Apple Patches Java Flaw

• By John K. Waters
• April 10, 2012

Apple says a Java update the company released on April 3 fixes the headline-grabbing security flaw exploited by the Flashback Trojan botnet that exposed thousands of Macs running OS X version 10.7 and 10.6 to hackers.

Flashback relies on a Java vulnerability to download itself onto the target machine and give control of that machine to the attacker. But it also uses computer servers hosted by the malware's authors to perform many of its critical functions, the company noted. Apple said it is joining forces with "ISPs worldwide" to disable this command and control network. The company is also developing software that will detect and remove the Flashback malware.

Flashback first appeared in September 2011 as a variant of a fake Flash Player installer. The new threat was reported by a number of security companies in February, many of which noted that, unlike its predecessor, this version did not require user interaction. Systems are infected after a user is redirected to a bogus Web site from a compromised resource or via a traffic distribution system, explained Russian security firm Dr. Web, which is credited with the initial attack report. JavaScript code is then used to load a Java-applet containing an exploit to the hard drive of the infected machine.

A known vulnerability, the Flashback variant is listed as CVE-2012-0507 on the National Vulnerability Database.

Dr. Web estimated 600,000 Mac machines worldwide were exposed to the malware. On April 4, the firm reported that 550,000 machines, mostly in the U.S. and Canada, had been infected and were part of the botnet (a cluster of compromised machines linked by an attacker to work together as one computer).

"This once again refutes claims by some experts that there are no cyber-threats to Mac OS X," the company wrote on its Web site.

The growing popularity of Macs among both consumers and enterprises has drawn the interest of malicious hackers, who all but ignored the platform for decades. ADTmag editor Chris Paoli recently reported that the BlackHole exploit kit has been updated specifically to exploit this Java vulnerability. Security firm F-Secure reported the threat in a blog post, noting that Oracle released an update in February that patched the vulnerability for Windows, but not for Macs.

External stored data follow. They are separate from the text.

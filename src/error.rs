//! Error types for docslab.

/// The external parser could not turn an upload into segments.
#[derive(Debug, Clone, PartialEq, Eq, thiserror::Error)]
#[error("{message}")]
pub struct ParseError {
    /// Human-readable reason, shown to the user as-is.
    pub message: String,
}

impl ParseError {
    /// Create a parse error with a message.
    pub fn new(message: impl Into<String>) -> Self {
        Self {
            message: message.into(),
        }
    }
}

/// The storage collaborator rejected a submission. Nothing was stored.
#[derive(Debug, Clone, PartialEq, Eq, thiserror::Error)]
#[error("{message}")]
pub struct SubmitError {
    /// Human-readable reason, shown to the user as-is.
    pub message: String,
}

impl SubmitError {
    /// Create a submit error with a message.
    pub fn new(message: impl Into<String>) -> Self {
        Self {
            message: message.into(),
        }
    }
}

/// Errors that can occur while chunking or driving a preview session.
#[derive(Debug, thiserror::Error)]
pub enum Error {
    /// Invalid chunk size (must be > 0).
    #[error("invalid chunk size: {0} (must be > 0)")]
    InvalidChunkSize(usize),

    /// Overlap is not strictly smaller than the chunk size.
    #[error("overlap {overlap} must be smaller than chunk size {size}")]
    OverlapExceedsSize {
        /// The chunk size.
        size: usize,
        /// The offending overlap.
        overlap: usize,
    },

    /// The current parameters produce no chunks, so there is nothing to submit.
    #[error("no chunks to submit, check the chunking settings")]
    EmptyChunkSet,

    /// Document parsing failed.
    #[error("document parsing failed: {0}")]
    Parse(#[from] ParseError),

    /// Chunk submission failed.
    #[error("chunk submission failed: {0}")]
    Submit(#[from] SubmitError),

    /// The session is not in a state that allows this operation.
    #[error("cannot {operation} while session is {state}")]
    InvalidState {
        /// What was attempted.
        operation: &'static str,
        /// The session state at the time.
        state: &'static str,
    },

    /// The request was superseded by a reset or a newer request.
    #[error("request was cancelled")]
    Cancelled,
}

/// Result type for docslab operations.
pub type Result<T> = std::result::Result<T, Error>;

Apple announced last year that as of the release of Java for Mac OS X 10.6 Update 3, "the Java runtime ported by Apple and that ships with Mac OS X is deprecated. Developers should not rely on the Apple-supplied Java runtime being present in future versions of Mac OS X." Deprecating the custom-ported Java packages for the Mac left them in place, but without support, and with a strong recommendation for developers to avoid it. Both Apple and F-Secure have advised Mac users to disable their Java clients for protection in the short term from Flashback.